Indeed, the Veterans Administration is paying directly to acupuncture care under the VA Choice or PC3 Program. There are currently two administrators for this program Health Net for the Northeast and Triwest for the Southwest (approximate geographic regions). Treatment, as you have realized, must be authorized but does indeed pay for exams, acupuncture and physical therapies.

The VA Program

The authorization for acupuncture care is typically 12 visits and includes an exam, acupuncture, and physical medicine services specifically infra-red heat, massage and manual therapy. The authorization will typically list the authorized or allowed services, and if you wish to go beyond any services not listed those must be authorized as well. I have seen authorizations as much as 52 for a 12 month period, this is not a typo, yes 52 for a year. Clearly a severe and chronic patient.

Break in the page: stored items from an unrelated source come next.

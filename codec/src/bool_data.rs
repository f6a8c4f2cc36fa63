// Copyright (c) 2024 Xu Shaohua <shaohua@biofan.org>. All rights reserved.
// Use of this source is governed by Apache-2.0 License that can be found
// in the LICENSE file.

use std::fmt;

use crate::base::{DecodeData, EncodeData};
use crate::{ByteArray, DecodeError, EncodeError};

/// `BoolData` represents a one byte boolean flag.
///
/// Any value other than 0 or 1 is a protocol error.
#[derive(Debug, Default, Clone, Copy, PartialEq, Eq, Hash)]
pub struct BoolData(bool);

impl BoolData {
    /// Create a new `BoolData`.
    #[must_use]
    pub const fn new(value: bool) -> Self {
        Self(value)
    }

    /// Get inner bool value.
    #[must_use]
    pub const fn value(&self) -> bool {
        self.0
    }

    /// Get byte length used in packet.
    #[must_use]
    #[inline]
    pub const fn bytes() -> usize {
        1
    }
}

impl fmt::Display for BoolData {
    fn fmt(&self, f: &mut fmt::Formatter) -> fmt::Result {
        write!(f, "{}", self.0)
    }
}

impl DecodeData for BoolData {
    fn decode(ba: &mut ByteArray) -> Result<Self, DecodeError> {
        match ba.read_byte()? {
            0 => Ok(Self(false)),
            1 => Ok(Self(true)),
            _ => Err(DecodeError::InvalidPropertyValue),
        }
    }
}

impl EncodeData for BoolData {
    fn encode(&self, buf: &mut Vec<u8>) -> Result<usize, EncodeError> {
        buf.push(u8::from(self.0));
        Ok(Self::bytes())
    }
}

impl From<bool> for BoolData {
    fn from(value: bool) -> Self {
        Self::new(value)
    }
}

The Veteran's Choice Program & Your Claims - Copyright – Stock Photo / Register Mark Once you have been authorized, billing is sent to the carrier on a standard 1500 claim form. Acupuncture coding does not need any modifier, however, evaluation and management (E&M) coding, whether new or established patient codes must also be appended with modifier 25 when treatment and E&M are provided on the same date. This is not unusual and now all claims with treatment and E&M are coded for acupuncture claims.

Physical medicine codes when billed by an acupuncture professional requires no modifiers in most instances and hence your inquiry as to what they are asking for. The VA is considered a federal payer and under federal guidelines (like Medicare) their special modifiers are utilized for physical medicine services. Of course, why would an average acupuncturist know about Medicare rules when Medicare has no acupuncture benefits.

The New Modifier

The missing modifier needed for physical medicine services is modifier GP. The GP modifier is to indicate that the services were delivered under an outpatient therapy plan of care. Essentially all Federal claims will use this including the VA. Without this modifier, the physical medicine services will be denied.

Therefore when billing a VA claim under VA Choice include all PT codes modifier GP in addition to any other modifier required. The order of the modifiers are not important but simply that all modifiers appear. For instance, you can code 97026 GP. Most often for acupuncture, only the one modifier is needed but if you ever receive a denial for a therapy being inclusive to another service billed the same date you also want to use modifier 59 to designate that the services were separate and distinct.

For instance, if you were denied for manual therapy 97140 as being inclusive to other services billed the day you would also need to include this 59 modifier and for VA would mean the use of 2 modifiers both GP and 59. The order of modifiers does not matter but simply that they both appear.

In conclusion, the simple answer is to use modifier GP on all physical medicine services billed under the VA Choice plan.